Given a software bug report, bug triaging is the process to identify an appropriate developer who could fix the bug. Automatic bug triaging algorithm can be formulated as a classification problem, which takes the bug title and description as the input, mapping it to one of the available developers (class labels). The dataset is currently available here.
Project | #Bugs | #Bugs for classifier |
---|---|---|
Chromium | 383,104 | 118,643 |
Mozilla Core | 314,388 | 128,215 |
Firefox | 162,307 | 24,214 |
Publications
- Senthil Mani, Anush Sankaran, Rahul Aralikatte. BugTriage: Exploring the Effectiveness of Deep Learning for Bug Triaging, Arxiv, 2018.
The bug report datasets hosted in this repository contain detailed information about bug fixing time tracking, which can thus be used for research on bug-fixing time estimation.
Publications
- [ICSE'13] Hongyu Zhang, Liang Gong, Steven Versteeg. Predicting Bug-fixing Time: an Empirical Study of Commercial Software Projects, International Conference on Software Engineering (ICSE), 2013.
- [MSR'11] Pamela Bhattacharya, Iulian Neamtiu. Bug-fix Time Prediction Models: Can We Do Better?, International Working Conference on Mining Software Repositories (MSR), 2011.
Lamkanfi et al. [MSR'13] contributed a dataset with over 200.000 reported bugs extracted from the Eclipse and Mozilla projects. Besides providing a single snapshot of a bug report, they also include all the incremental modifications as performed during the lifetime of the bug report. The dataset is currently available here.

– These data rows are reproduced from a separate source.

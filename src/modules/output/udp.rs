use crate::modules::OutputModule;

use std::io;
use std::net::{SocketAddr, UdpSocket};

/// Connectionless datagrams to a (usually broadcast) address.
pub struct UdpBroadcast {
	socket: UdpSocket,
	target: SocketAddr,
}

impl OutputModule for UdpBroadcast {
	fn run(&mut self, payload: &[u8]) -> io::Result<usize> {
		self.socket.send_to(payload, self.target)
	}
}

impl UdpBroadcast {
	pub fn bind(target: SocketAddr) -> io::Result<Self> {
		let socket = UdpSocket::bind("0.0.0.0:0")?;
		socket.set_broadcast(true)?;
		Ok(Self { socket, target })
	}

	pub fn target(&self) -> SocketAddr {
		self.target
	}
}

#[cfg(test)]
mod tests {
	use super::*;
	use std::time::Duration;

	#[test]
	fn delivers_to_the_target() {
		let listener = UdpSocket::bind("127.0.0.1:0").unwrap();
		listener.set_read_timeout(Some(Duration::from_secs(2))).unwrap();

		let mut output = UdpBroadcast::bind(listener.local_addr().unwrap()).unwrap();
		assert_eq!(output.run(b"GPS_1_0.000_0.000").unwrap(), 17);

		let mut buf = [0u8; 64];
		let (n, _) = listener.recv_from(&mut buf).unwrap();
		assert_eq!(&buf[..n], b"GPS_1_0.000_0.000");
	}
}
use crate::modules::InputModule;
use crate::settings::InputSettings;

use opencv::core::{self, Mat};
use opencv::prelude::*;
use opencv::videoio::{self, VideoCapture};
use opencv::Result;
use tracing::info;

pub struct Camera {
	cap: VideoCapture,
	mirror: bool,
}

impl InputModule for Camera {
	fn run(&mut self) -> Result<Option<Mat>> {
		let mut frame = Mat::default();
		if !self.cap.read(&mut frame)? || frame.empty() {
			return Ok(None);
		}

		if self.mirror {
			let mut flipped = Mat::default();
			core::flip(&frame, &mut flipped, 1)?;
			return Ok(Some(flipped));
		}
		Ok(Some(frame))
	}
}

impl Camera {
	pub fn open(settings: &InputSettings) -> Result<Self> {
		let mut cap = VideoCapture::new(settings.device, videoio::CAP_ANY)?;
		if !cap.is_opened()? {
			return Err(opencv::Error::new(core::StsError, format!("camera {} could not be opened", settings.device)));
		}
		cap.set(videoio::CAP_PROP_FRAME_WIDTH, settings.width as f64)?;
		cap.set(videoio::CAP_PROP_FRAME_HEIGHT, settings.height as f64)?;

		info!(
			"camera {} streaming at {}x{}",
			settings.device,
			cap.get(videoio::CAP_PROP_FRAME_WIDTH)?,
			cap.get(videoio::CAP_PROP_FRAME_HEIGHT)?
		);

		Ok(Self {
			cap,
			mirror: settings.mirror,
		})
	}
}
//! Circuit Breaker Module
//!
//! Hard ceilings that stop the protocol from over-extending itself, plus
//! the admin pause switch.
//!
//! ## Checks
//!
//! - **Pause**: No flash mint while the protocol is paused
//! - **Single Loan**: `amount <= max_single_loan`
//! - **Block Volume**: `block_volume[h] + amount <= max_block_volume`
//!
//! Both ceilings are inclusive. The checks are read-only; volume is only
//! recorded once a loan has settled.

use borsh::{BorshDeserialize, BorshSerialize};
use serde::{Deserialize, Serialize};

use crate::{
    check,
    config::ProtocolConfig,
    errors::{FlashStackError, FlashStackResult},
    types::BlockHeight,
    BTreeMap,
};

// ============================================================================
// Types
// ============================================================================

/// Cumulative settled principal per block height.
///
/// Entries are created on the first settlement in a block and never
/// removed.
#[derive(Debug, Clone, Default, PartialEq, Eq, Serialize, Deserialize, BorshSerialize, BorshDeserialize)]
pub struct BlockVolumeLedger {
    volumes: BTreeMap<BlockHeight, u64>,
}

impl BlockVolumeLedger {
    pub fn new() -> Self {
        Self::default()
    }

    /// Volume settled at `height` (0 if nothing settled there)
    pub fn volume_at(&self, height: BlockHeight) -> u64 {
        self.volumes.get(&height).copied().unwrap_or(0)
    }

    /// Add settled principal to `height`
    pub fn record(&mut self, height: BlockHeight, amount: u64) {
        let entry = self.volumes.entry(height).or_insert(0);
        *entry = entry.saturating_add(amount);
    }

    /// Number of heights with recorded volume
    pub fn len(&self) -> usize {
        self.volumes.len()
    }

    pub fn is_empty(&self) -> bool {
        self.volumes.is_empty()
    }

    /// Iterate `(height, volume)` in height order
    pub fn iter(&self) -> impl Iterator<Item = (BlockHeight, u64)> + '_ {
        self.volumes.iter().map(|(h, v)| (*h, *v))
    }
}

// ============================================================================
// Core Circuit Breaker Functions
// ============================================================================

/// Fail with `PAUSED` while the protocol is paused
pub fn ensure_not_paused(config: &ProtocolConfig) -> FlashStackResult<()> {
    check!(!config.paused, FlashStackError::Paused);
    Ok(())
}

/// Enforce the per-loan ceiling
pub fn check_single_loan(config: &ProtocolConfig, amount: u64) -> FlashStackResult<()> {
    check!(
        amount <= config.max_single_loan,
        FlashStackError::LoanTooLarge {
            amount,
            maximum: config.max_single_loan,
        }
    );
    Ok(())
}

/// Enforce the per-block ceiling against volume already settled at `height`
pub fn check_block_volume(
    config: &ProtocolConfig,
    ledger: &BlockVolumeLedger,
    height: BlockHeight,
    amount: u64,
) -> FlashStackResult<()> {
    let current = ledger.volume_at(height);
    let within = current
        .checked_add(amount)
        .map_or(false, |total| total <= config.max_block_volume);

    check!(
        within,
        FlashStackError::BlockVolumeExceeded {
            block_height: height,
            current,
            requested: amount,
            maximum: config.max_block_volume,
        }
    );
    Ok(())
}

/// Principal still available in `height` before the block ceiling trips
pub fn remaining_block_capacity(
    config: &ProtocolConfig,
    ledger: &BlockVolumeLedger,
    height: BlockHeight,
) -> u64 {
    config.max_block_volume.saturating_sub(ledger.volume_at(height))
}

// ============================================================================
// Tests
// ============================================================================

#[cfg(test)]
mod tests {
    use super::*;

    fn config() -> ProtocolConfig {
        ProtocolConfig::new([1u8; 32])
    }

    #[test]
    fn test_pause_switch() {
        let mut config = config();
        assert!(ensure_not_paused(&config).is_ok());
        config.paused = true;
        assert_eq!(ensure_not_paused(&config), Err(FlashStackError::Paused));
    }

    #[test]
    fn test_single_loan_inclusive() {
        let config = config();
        assert!(check_single_loan(&config, 5_000_000_000).is_ok());
        let result = check_single_loan(&config, 5_000_000_001);
        assert_eq!(result.unwrap_err().code(), 107);
    }

    #[test]
    fn test_block_volume_inclusive() {
        let config = config();
        let mut ledger = BlockVolumeLedger::new();
        ledger.record(10, 20_000_000_000);

        assert!(check_block_volume(&config, &ledger, 10, 5_000_000_000).is_ok());
        let result = check_block_volume(&config, &ledger, 10, 5_000_000_001);
        assert!(matches!(
            result,
            Err(FlashStackError::BlockVolumeExceeded { block_height: 10, current: 20_000_000_000, .. })
        ));

        // Other heights are unaffected
        assert!(check_block_volume(&config, &ledger, 11, 25_000_000_000).is_ok());
    }

    #[test]
    fn test_block_volume_overflow_rejected() {
        let config = config();
        let mut ledger = BlockVolumeLedger::new();
        ledger.record(1, 1);
        assert!(check_block_volume(&config, &ledger, 1, u64::MAX).is_err());
    }

    #[test]
    fn test_ledger_accumulates_lazily() {
        let mut ledger = BlockVolumeLedger::new();
        assert!(ledger.is_empty());
        assert_eq!(ledger.volume_at(5), 0);

        ledger.record(5, 100);
        ledger.record(5, 250);
        ledger.record(7, 1);

        assert_eq!(ledger.volume_at(5), 350);
        assert_eq!(ledger.len(), 2);
        assert_eq!(ledger.iter().collect::<Vec<_>>(), vec![(5, 350), (7, 1)]);
        assert_eq!(remaining_block_capacity(&config(), &ledger, 5), 25_000_000_000 - 350);
    }
}
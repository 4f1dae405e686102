//! FlashStack Reference Receivers
//!
//! Contracts that accept flash-minted sBTC through the
//! [`FlashReceiver`](flashstack_common::flash::FlashReceiver) callback.
//! Each one is `Clone` so the engine can stage it for the length of a
//! settlement.
//!
//! - [`TestReceiver`] - repays with whatever it holds
//! - [`ArbitrageReceiver`] - repays only when a price spread covers the fee
//! - [`LeverageReceiver`] - stacking-vault leverage helper

pub mod arbitrage;
pub mod leverage;
pub mod test_receiver;

pub use arbitrage::{process_arbitrage, ArbitrageReceiver, ArbitrageResult};
pub use leverage::{calculate_leverage_benefit, LeverageBenefit, LeverageReceiver, LeverageStats};
pub use test_receiver::TestReceiver;
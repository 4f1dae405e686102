//! Locked Collateral Book
//!
//! In-process [`CollateralOracle`]: how much collateral each principal has
//! locked (stacked) outside the protocol. Principals with no entry have
//! none. The book can be switched unavailable, in which case every
//! lookup fails with `COLLATERAL_QUERY_FAILED`.

use std::collections::BTreeMap;

use borsh::{BorshDeserialize, BorshSerialize};
use serde::{Deserialize, Serialize};

use flashstack_common::{
    errors::{FlashStackError, FlashStackResult},
    token_ops::CollateralOracle,
    types::Principal,
};

#[derive(Debug, Clone, Default, PartialEq, Eq, Serialize, Deserialize, BorshSerialize, BorshDeserialize)]
pub struct LockedCollateralBook {
    locked: BTreeMap<Principal, u64>,
    unavailable: bool,
}

impl LockedCollateralBook {
    pub fn new() -> Self {
        Self::default()
    }

    /// Record the collateral `owner` has locked
    pub fn set_locked(&mut self, owner: Principal, amount: u64) {
        if amount == 0 {
            self.locked.remove(&owner);
        } else {
            self.locked.insert(owner, amount);
        }
    }

    pub fn set_unavailable(&mut self, unavailable: bool) {
        self.unavailable = unavailable;
    }

    pub fn is_unavailable(&self) -> bool {
        self.unavailable
    }
}

impl CollateralOracle for LockedCollateralBook {
    fn locked_collateral(&self, owner: &Principal) -> FlashStackResult<u64> {
        if self.unavailable {
            return Err(FlashStackError::CollateralQueryFailed);
        }
        Ok(self.locked.get(owner).copied().unwrap_or(0))
    }
}

#[cfg(test)]
mod tests {
    use super::*;

    #[test]
    fn test_default_is_zero() {
        let book = LockedCollateralBook::new();
        assert_eq!(book.locked_collateral(&[2u8; 32]), Ok(0));
    }

    #[test]
    fn test_set_locked() {
        let mut book = LockedCollateralBook::new();
        book.set_locked([2u8; 32], 300_000_000);
        assert_eq!(book.locked_collateral(&[2u8; 32]), Ok(300_000_000));

        book.set_locked([2u8; 32], 0);
        assert_eq!(book.locked_collateral(&[2u8; 32]), Ok(0));
    }

    #[test]
    fn test_unavailable() {
        let mut book = LockedCollateralBook::new();
        book.set_locked([2u8; 32], 1);
        book.set_unavailable(true);

        let err = book.locked_collateral(&[2u8; 32]).unwrap_err();
        assert_eq!(err.code(), 109);
    }
}
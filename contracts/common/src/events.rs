//! Protocol Events for FlashStack
//!
//! Every committed flash mint and every admin mutation leaves an event in
//! the log. Rejected calls and aborted settlements emit nothing.

use crate::types::{BlockHeight, Principal};
use crate::Vec;
use borsh::{BorshDeserialize, BorshSerialize};
use serde::{Deserialize, Serialize};

/// Event types for indexing and filtering
#[derive(Debug, Clone, Copy, PartialEq, Eq, Serialize, Deserialize, BorshSerialize, BorshDeserialize)]
#[borsh(use_discriminant = true)]
#[repr(u8)]
pub enum EventType {
    // Flash Events (0x01 - 0x1F)
    FlashMint = 0x01,

    // Receiver Events (0x20 - 0x3F)
    ReceiverApproved = 0x20,
    ReceiverRemoved = 0x21,

    // Parameter Events (0x40 - 0x5F)
    FeeUpdated = 0x40,
    MaxSingleLoanUpdated = 0x41,
    MaxBlockVolumeUpdated = 0x42,

    // Protocol Events (0x80 - 0x9F)
    ProtocolPaused = 0x80,
    ProtocolUnpaused = 0x81,
    AdminChanged = 0x82,
}

/// Main event enum containing all possible protocol events
#[derive(Debug, Clone, PartialEq, Eq, Serialize, Deserialize, BorshSerialize, BorshDeserialize)]
pub enum FlashStackEvent {
    /// Emitted when a flash mint settles
    FlashMint {
        flash_mint_id: u64,
        borrower: Principal,
        receiver: Principal,
        amount: u64,
        fee: u64,
        block_height: BlockHeight,
    },

    ReceiverApproved {
        receiver: Principal,
        block_height: BlockHeight,
    },

    ReceiverRemoved {
        receiver: Principal,
        block_height: BlockHeight,
    },

    FeeUpdated {
        old_fee_bps: u64,
        new_fee_bps: u64,
        block_height: BlockHeight,
    },

    MaxSingleLoanUpdated {
        old_limit: u64,
        new_limit: u64,
        block_height: BlockHeight,
    },

    MaxBlockVolumeUpdated {
        old_limit: u64,
        new_limit: u64,
        block_height: BlockHeight,
    },

    ProtocolPaused {
        by: Principal,
        block_height: BlockHeight,
    },

    ProtocolUnpaused {
        by: Principal,
        block_height: BlockHeight,
    },

    AdminChanged {
        old_admin: Principal,
        new_admin: Principal,
        block_height: BlockHeight,
    },
}

impl FlashStackEvent {
    /// Get the event type for filtering
    pub fn event_type(&self) -> EventType {
        match self {
            Self::FlashMint { .. } => EventType::FlashMint,
            Self::ReceiverApproved { .. } => EventType::ReceiverApproved,
            Self::ReceiverRemoved { .. } => EventType::ReceiverRemoved,
            Self::FeeUpdated { .. } => EventType::FeeUpdated,
            Self::MaxSingleLoanUpdated { .. } => EventType::MaxSingleLoanUpdated,
            Self::MaxBlockVolumeUpdated { .. } => EventType::MaxBlockVolumeUpdated,
            Self::ProtocolPaused { .. } => EventType::ProtocolPaused,
            Self::ProtocolUnpaused { .. } => EventType::ProtocolUnpaused,
            Self::AdminChanged { .. } => EventType::AdminChanged,
        }
    }

    pub fn block_height(&self) -> BlockHeight {
        match self {
            Self::FlashMint { block_height, .. }
            | Self::ReceiverApproved { block_height, .. }
            | Self::ReceiverRemoved { block_height, .. }
            | Self::FeeUpdated { block_height, .. }
            | Self::MaxSingleLoanUpdated { block_height, .. }
            | Self::MaxBlockVolumeUpdated { block_height, .. }
            | Self::ProtocolPaused { block_height, .. }
            | Self::ProtocolUnpaused { block_height, .. }
            | Self::AdminChanged { block_height, .. } => *block_height,
        }
    }

    /// Serialize event to bytes for storage/transmission
    pub fn to_bytes(&self) -> Vec<u8> {
        borsh::to_vec(self).unwrap_or_default()
    }

    pub fn from_bytes(bytes: &[u8]) -> Option<Self> {
        borsh::from_slice(bytes).ok()
    }
}

/// Append-only record of emitted events
#[derive(Debug, Clone, Default)]
pub struct EventLog {
    events: Vec<FlashStackEvent>,
}

impl EventLog {
    pub fn new() -> Self {
        Self { events: Vec::new() }
    }

    pub fn emit(&mut self, event: FlashStackEvent) {
        self.events.push(event);
    }

    pub fn events(&self) -> &[FlashStackEvent] {
        &self.events
    }

    pub fn filter_by_type(&self, event_type: EventType) -> Vec<&FlashStackEvent> {
        self.events
            .iter()
            .filter(|e| e.event_type() == event_type)
            .collect()
    }

    pub fn last(&self) -> Option<&FlashStackEvent> {
        self.events.last()
    }

    pub fn has_events(&self) -> bool {
        !self.events.is_empty()
    }

    pub fn len(&self) -> usize {
        self.events.len()
    }

    pub fn is_empty(&self) -> bool {
        self.events.is_empty()
    }

    pub fn clear(&mut self) {
        self.events.clear();
    }
}
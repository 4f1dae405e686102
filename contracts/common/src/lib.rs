//! FlashStack Common Library
//!
//! Shared types, constants, and utilities for the FlashStack contracts.
//!
//! FlashStack lets a borrower flash-mint synthetic BTC (sBTC) inside a
//! single atomic unit: the minted supply is handed to a whitelisted
//! receiver, and principal plus fee must be burned before the unit may
//! finalize. Eligibility depends on collateral locked elsewhere (300%).
//!
//! ## Contents
//!
//! - **Constants**: Token metadata, fee and limit defaults, error codes
//! - **Errors**: Typed protocol errors with stable numeric codes
//! - **Config**: Admin-mutable protocol parameters with validated setters
//! - **Math**: Fee and collateral calculators
//! - **Circuit Breakers**: Pause switch, per-loan and per-block ceilings
//! - **Access Control**: Admin gate and receiver whitelist
//! - **Token Ops**: Ledger and collateral oracle collaborator traits
//! - **Flash**: Receiver callback capability and settlement phases
//! - **Events**: Indexable protocol events
//!
//! This crate is `no_std` compatible when built without the `std` feature.

#![cfg_attr(not(feature = "std"), no_std)]

#[cfg(not(feature = "std"))]
extern crate alloc;

// Re-export collections for submodules based on feature
#[cfg(not(feature = "std"))]
pub use alloc::{
    boxed::Box,
    collections::{BTreeMap, BTreeSet},
    vec::Vec,
};
#[cfg(feature = "std")]
pub use std::{
    boxed::Box,
    collections::{BTreeMap, BTreeSet},
    vec::Vec,
};

pub mod constants;
pub mod errors;
pub mod types;
pub mod config;
pub mod math;
pub mod validation;
pub mod circuit_breaker;
pub mod access_control;
pub mod token_ops;
pub mod flash;
pub mod events;

// Re-exports for convenience
pub use errors::*;
pub use types::*;
pub use config::ProtocolConfig;
pub use math::*;
pub use circuit_breaker::*;
pub use access_control::*;
pub use token_ops::*;
pub use flash::*;
pub use events::*;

Project | #Components | #Bugs |
---|---|---|
Eclipse Platform | 22 | 24,775 |
JDT | 6 | 10,814 |
CDT | 20 | 5,640 |
GEF | 5 | 5,655 |
Mozilla Core | 137 | 74,292 |
Firefox | 47 | 69,879 |
Thunderbird | 23 | 19,237 |
Bugzilla | 21 | 4,616 |
Publications
- [MSR'13] Ahmed Lamkanfi and Javier Perez and Serge Demeyer. The Eclipse and Mozilla Defect Tracking Dataset: a Genuine Dataset for Mining Bug Information. International Working Conference on Mining Software Repositories (MSR), 2013.